2) Interpretar las bromas de los franceses en clave de una envidia malsana del país vecino contra el nuestro es un síntoma del complejo de inferioridad que arrastramos. La realidad es que en todos los niveles, económica, social y culturalmente, los franceses viven mucho mejor que los españoles y lo más lógico es que los españoles les importemos un pimiento.
¿Cuál es el problema? La ignorancia de la gente, desde luego. Pero también algo igual de humano: la necesidad de evadirnos en mitad de una crisis brutal y la búsqueda de chivos expiatorios para atenuar ese sentimiento de frustración que nos invade.
¿Quiénes son los culpables? Aparte de los medios de comunicación, el Ministro de ¿Cultura? del nuevo Gobierno que abrió el fuego hace poco tachando a los franceses de xenófobos. Las últimas declaraciones del titular de exteriores tampoco tienen desperdicio: se muestra indignado como si se tratara de un asunto de Estado. Sólo estas dos estupideces justificarían no un programa humorístico más sino una película. De veras, es vergonzoso que un equipo de gobierno se pare a distraerse y distraernos, que en el fondo es la intención principal, con estas tonterías.
El humor, cuanto más hiriente, inteligente, crudo y salvaje, mejor, siempre que siga en los cauces del humor. Es decir, que divierta. El sufrimiento, el insulto y la vejación, en mi opinión, no tienen nada de divertido. Y, que se sepa, el primer programa de los guiñoles en los que Rafael Nadal meaba gasolina no deja de ser un gag humorístico logrado, porque además mantiene la ambigüedad. Todo el mundo interpretó que significaba que el tenista se dopaba, pero también se podía hacer otra lectura: Nadal tiene tanta energía que incluso su pis sirve como combustible.

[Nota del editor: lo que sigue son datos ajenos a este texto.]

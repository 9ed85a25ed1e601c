//! Session parameters and the pure updates that change them.

use crate::color::Rgb;
use crate::lighting::material::{resolve_material_with_shininess, DEFAULT_SHININESS};
use crate::lighting::{
    default_custom_lights, find_preset, Axis, BackgroundId, BaseLight, BaseLights, LightSpec,
    MaterialDescription, ShadingMode, CUSTOM_LIGHT_COUNT,
};
use crate::shapes::ShapeSelection;
use crate::textures::{TextureKey, TextureSelection};

/// Addresses one of the six user-editable lights.
#[derive(Debug, Clone, Copy, PartialEq, Eq)]
pub enum LightSlot {
    Base(BaseLight),
    /// Index into the custom lights, `0..CUSTOM_LIGHT_COUNT`.
    Custom(usize),
}

#[derive(Debug, Clone, Copy, PartialEq)]
pub enum LightEdit {
    Enabled(bool),
    Color(Rgb),
    Intensity(f32),
    Axis(Axis, f32),
    HelperVisible(bool),
}

impl LightEdit {
    fn apply(self, spec: LightSpec) -> LightSpec {
        match self {
            LightEdit::Enabled(enabled) => spec.with_enabled(enabled),
            LightEdit::Color(color) => spec.with_color(color),
            LightEdit::Intensity(intensity) => spec.with_intensity(intensity),
            LightEdit::Axis(axis, value) => spec.with_axis(axis, value),
            LightEdit::HelperVisible(visible) => spec.with_helper_visible(visible),
        }
    }
}

#[derive(Debug, Clone, PartialEq)]
pub enum SceneUpdate {
    SelectShape(ShapeSelection),
    SetShadingMode(ShadingMode),
    SetWireframe(bool),
    ToggleWireframe,
    SetColor(Rgb),
    SetShininess(f32),
    SetTexture(TextureSelection),
    EditLight(LightSlot, LightEdit),
    ApplyPreset(String),
    SetAllHelpers(bool),
    ToggleHelpers,
    SetBackground(BackgroundId),
    SetRotationPaused(bool),
    ToggleRotation,
    SetKeepModelMaterials(bool),
    ResetLights,
}

/// Every user-facing parameter of a viewing session.
#[derive(Debug, Clone, PartialEq)]
pub struct SessionState {
    pub selection: ShapeSelection,
    pub shading_mode: ShadingMode,
    /// Quick toggle; wins over `shading_mode` while on.
    pub wireframe: bool,
    pub color: Rgb,
    pub shininess: f32,
    pub texture: TextureSelection,
    pub base_lights: BaseLights,
    pub custom_lights: [LightSpec; CUSTOM_LIGHT_COUNT],
    pub preset: Option<String>,
    pub background: BackgroundId,
    pub rotation_paused: bool,
    /// Show a custom model's own materials instead of the session material.
    pub keep_model_materials: bool,
}

impl Default for SessionState {
    fn default() -> Self {
        let base = BaseLights::default();
        Self {
            selection: ShapeSelection::default(),
            shading_mode: ShadingMode::default(),
            wireframe: false,
            color: Rgb::WHITE,
            shininess: DEFAULT_SHININESS,
            texture: TextureSelection::None,
            // the point light starts switched off
            base_lights: BaseLights {
                specular: base.specular.with_enabled(false),
                ..base
            },
            custom_lights: default_custom_lights(),
            preset: Some("default".to_string()),
            background: BackgroundId::default(),
            rotation_paused: false,
            keep_model_materials: false,
        }
    }
}

impl SessionState {
    /// Returns the updated state. `self` is left untouched; an update that does
    /// not apply (unknown preset, out-of-range light) yields an unchanged copy.
    pub fn apply(&self, update: SceneUpdate) -> SessionState {
        let mut next = self.clone();
        match update {
            SceneUpdate::SelectShape(selection) => next.selection = selection,
            SceneUpdate::SetShadingMode(mode) => next.shading_mode = mode,
            SceneUpdate::SetWireframe(on) => next.wireframe = on,
            SceneUpdate::ToggleWireframe => next.wireframe = !self.wireframe,
            SceneUpdate::SetColor(color) => next.color = color,
            SceneUpdate::SetShininess(shininess) => next.shininess = shininess.max(0.0),
            SceneUpdate::SetTexture(texture) => next.texture = texture,
            SceneUpdate::EditLight(slot, edit) => match slot {
                LightSlot::Base(which) => {
                    let spec = edit.apply(*self.base_lights.get(which));
                    next.base_lights = self.base_lights.with(which, spec);
                    if matches!(edit, LightEdit::Color(_)) {
                        next.preset = None;
                    }
                }
                LightSlot::Custom(index) => match self.custom_lights.get(index) {
                    Some(spec) => next.custom_lights[index] = edit.apply(*spec),
                    None => log::warn!("no custom light {}", index),
                },
            },
            SceneUpdate::ApplyPreset(id) => match find_preset(&id) {
                Some(preset) => {
                    next.base_lights = self.base_lights.with_preset(preset);
                    next.preset = Some(id);
                }
                None => log::warn!("unknown lighting preset '{}'", id),
            },
            SceneUpdate::SetAllHelpers(visible) => next.set_all_helpers(visible),
            SceneUpdate::ToggleHelpers => next.set_all_helpers(!self.any_helper_visible()),
            SceneUpdate::SetBackground(background) => next.background = background,
            SceneUpdate::SetRotationPaused(paused) => next.rotation_paused = paused,
            SceneUpdate::ToggleRotation => next.rotation_paused = !self.rotation_paused,
            SceneUpdate::SetKeepModelMaterials(keep) => next.keep_model_materials = keep,
            SceneUpdate::ResetLights => {
                let defaults = SessionState::default();
                next.base_lights = defaults.base_lights;
                next.custom_lights = defaults.custom_lights;
                next.preset = defaults.preset;
            }
        }
        next
    }

    fn set_all_helpers(&mut self, visible: bool) {
        self.base_lights = BaseLights {
            ambient: self.base_lights.ambient.with_helper_visible(visible),
            diffuse: self.base_lights.diffuse.with_helper_visible(visible),
            specular: self.base_lights.specular.with_helper_visible(visible),
        };
        self.custom_lights = self
            .custom_lights
            .map(|spec| spec.with_helper_visible(visible));
    }

    pub fn any_helper_visible(&self) -> bool {
        self.lights().any(|spec| spec.helper_visible)
    }

    /// Base lights first, then the custom lights.
    pub fn lights(&self) -> impl Iterator<Item = &LightSpec> {
        self.base_lights.iter().chain(self.custom_lights.iter())
    }

    pub fn light(&self, slot: LightSlot) -> Option<&LightSpec> {
        match slot {
            LightSlot::Base(which) => Some(self.base_lights.get(which)),
            LightSlot::Custom(index) => self.custom_lights.get(index),
        }
    }

    pub fn effective_mode(&self) -> ShadingMode {
        if self.wireframe {
            ShadingMode::Wireframe
        } else {
            self.shading_mode
        }
    }

    /// Material for the current parameters, texture still unbound.
    pub fn material(&self, texture: Option<&TextureKey>) -> MaterialDescription {
        resolve_material_with_shininess(self.effective_mode(), self.color, texture, self.shininess)
    }

    /// Whether going from `self` to `next` needs a new material.
    pub fn material_inputs_differ(&self, next: &SessionState) -> bool {
        self.effective_mode() != next.effective_mode()
            || self.color != next.color
            || self.shininess != next.shininess
            || self.texture != next.texture
    }
}

#[cfg(test)]
mod tests {
    use super::*;
    use crate::shapes::ShapeId;
    use glam::Vec3;

    #[test]
    fn updates_do_not_touch_the_original() {
        let state = SessionState::default();
        let next = state.apply(SceneUpdate::EditLight(
            LightSlot::Custom(0),
            LightEdit::Axis(Axis::X, 5.0),
        ));
        assert_eq!(next.custom_lights[0].position, Vec3::new(5.0, 2.0, 2.0));
        assert_eq!(state.custom_lights[0].position, Vec3::new(2.0, 2.0, 2.0));
        assert_eq!(
            SessionState::default().custom_lights[0].position,
            Vec3::new(2.0, 2.0, 2.0)
        );
    }

    #[test]
    fn out_of_range_light_is_ignored() {
        let state = SessionState::default();
        let next = state.apply(SceneUpdate::EditLight(
            LightSlot::Custom(CUSTOM_LIGHT_COUNT),
            LightEdit::Enabled(true),
        ));
        assert_eq!(next, state);
        assert_eq!(next.custom_lights.len(), CUSTOM_LIGHT_COUNT);
    }

    #[test]
    fn wireframe_toggle_overrides_the_mode() {
        let state = SessionState::default().apply(SceneUpdate::SetShadingMode(ShadingMode::Toon));
        let wire = state.apply(SceneUpdate::ToggleWireframe);
        assert_eq!(wire.effective_mode(), ShadingMode::Wireframe);
        assert!(wire.material(None).wireframe);
        let back = wire.apply(SceneUpdate::ToggleWireframe);
        assert_eq!(back.effective_mode(), ShadingMode::Toon);
    }

    #[test]
    fn presets_and_manual_colors() {
        let state = SessionState::default().apply(SceneUpdate::ApplyPreset("vibrant".into()));
        assert_eq!(state.preset.as_deref(), Some("vibrant"));
        assert_eq!(state.base_lights.ambient.color, Rgb::from_hex(0x606060));

        let edited = state.apply(SceneUpdate::EditLight(
            LightSlot::Base(BaseLight::Diffuse),
            LightEdit::Color(Rgb::from_hex(0xff0000)),
        ));
        assert_eq!(edited.preset, None);

        let unknown = edited.apply(SceneUpdate::ApplyPreset("disco".into()));
        assert_eq!(unknown, edited);
    }

    #[test]
    fn helper_toggle_flips_every_light() {
        let state = SessionState::default();
        assert!(!state.any_helper_visible());
        let shown = state.apply(SceneUpdate::ToggleHelpers);
        assert!(shown.lights().all(|spec| spec.helper_visible));
        let hidden = shown.apply(SceneUpdate::ToggleHelpers);
        assert!(hidden.lights().all(|spec| !spec.helper_visible));
    }

    #[test]
    fn only_material_inputs_trigger_rebuilds() {
        let state = SessionState::default();
        let rotated = state.apply(SceneUpdate::SetRotationPaused(true));
        assert!(!state.material_inputs_differ(&rotated));
        let shape = state.apply(SceneUpdate::SelectShape(ShapeSelection::Builtin(ShapeId::Torus)));
        assert!(!state.material_inputs_differ(&shape));
        let colored = state.apply(SceneUpdate::SetColor(Rgb::BLACK));
        assert!(state.material_inputs_differ(&colored));
    }

    #[test]
    fn reset_restores_default_lights() {
        let state = SessionState::default()
            .apply(SceneUpdate::ApplyPreset("dark".into()))
            .apply(SceneUpdate::EditLight(LightSlot::Custom(2), LightEdit::Enabled(true)));
        let reset = state.apply(SceneUpdate::ResetLights);
        assert_eq!(reset.base_lights, SessionState::default().base_lights);
        assert_eq!(reset.custom_lights, default_custom_lights());
    }
}
fn welcome(ctx: &egui::Context, actions: &mut Vec<UiAction>) {
    egui::CentralPanel::default().show(ctx, |ui| {
        ui.vertical_centered(|ui| {
            ui.add_space(ui.available_height() * 0.3);
            ui.heading(RichText::new("Surface Illumination Explorer").size(36.0));
            ui.add_space(12.0);
            ui.label(
                "Compare rendering techniques and surface illumination models on \
                 interactive shapes, or on a model of your own.",
            );
            ui.add_space(24.0);
            if ui.button(RichText::new("Get Started").size(20.0)).clicked() {
                actions.push(UiAction::Navigate(Route::Gallery));
            }
        });
    });
}

fn gallery(ctx: &egui::Context, actions: &mut Vec<UiAction>) {
    const COLUMNS: usize = 4;
    egui::CentralPanel::default().show(ctx, |ui| {
        ui.horizontal(|ui| {
            if ui.button("Home").clicked() {
                actions.push(UiAction::Navigate(Route::Welcome));
            }
            ui.heading("Choose a shape");
        });
        ui.separator();
        egui::ScrollArea::vertical().show(ui, |ui| {
            egui::Grid::new("gallery")
                .spacing([12.0, 12.0])
                .show(ui, |ui| {
                    for (index, selection) in selection_surface().into_iter().enumerate() {
                        let label = match selection {
                            ShapeSelection::CustomModel => "Upload Custom Model".to_string(),
                            _ => selection.display_name().to_string(),
                        };
                        let tile = egui::Button::new(RichText::new(label).size(16.0))
                            .min_size(egui::vec2(180.0, 90.0));
                        if ui.add(tile).clicked() {
                            let route = match selection {
                                ShapeSelection::CustomModel => Route::Upload,
                                builtin => Route::Viewer(builtin),
                            };
                            actions.push(UiAction::Navigate(route));
                        }
                        if (index + 1) % COLUMNS == 0 {
                            ui.end_row();
                        }
                    }
                });
        });
    });
}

¿Ingenuo? Tal vez, pero a mí no me la pegan con esta pérdida de tiempo, que es convertir una chorrada en noticia de la semana.
Tengo que reconocer, no obstante, que los siguientes sketches me parecen de dudoso gusto, pero igualmente, nadie nos obliga a verlos. De hecho, se emiten para la televisión francesa. Nosotros lo vemos porque lo buscamos por Internet o nos lo muestran los medios de comunicación españoles. Sólo les pertañe a los personajes públicos implicados, sobre todo Nadal tras ese penoso gag de la jeringuilla, decidir si merece la pena querellarse contra los humoristas. Nunca puede tomarse como una razón de Estado y mucho menos como una declaración de guerra por parte de los franceses.
Muchas veces la única escapatoria que tienen los seres humanos para lanzar un grito de auxilio es el sentido del humor. Para muchos sabios, además, es el gran elemento diferenciador entre los animales y las personas. Declarar la guerra al humor es un suicidio. ¿Criticar programas de humor? Por supuesto. Pero, ojo, porque si no soportamos ninguna broma, quizá se deba a dos factores:
a) Han dado en la diana.
b) Estamos rotos por dentro.
Me temo que es la segunda opción.
Última hora: La vicepresidenta del Gobierno, Saénz de Santamaría, escenifica el conflicto democrático con Francia en rueda de prensa. ¡Increíble!
Comentarios
Igual tú lo ves normal, pues respeto tu opinión, pero no la comparto.
De todas maneras, mi artículo quería ir más allá.
¿Puede que, por ser de izquierdas, sea eternamente sospechoso de odiar a los gobiernos de derechas?
Pues reclamo mi derecho a la inocencia.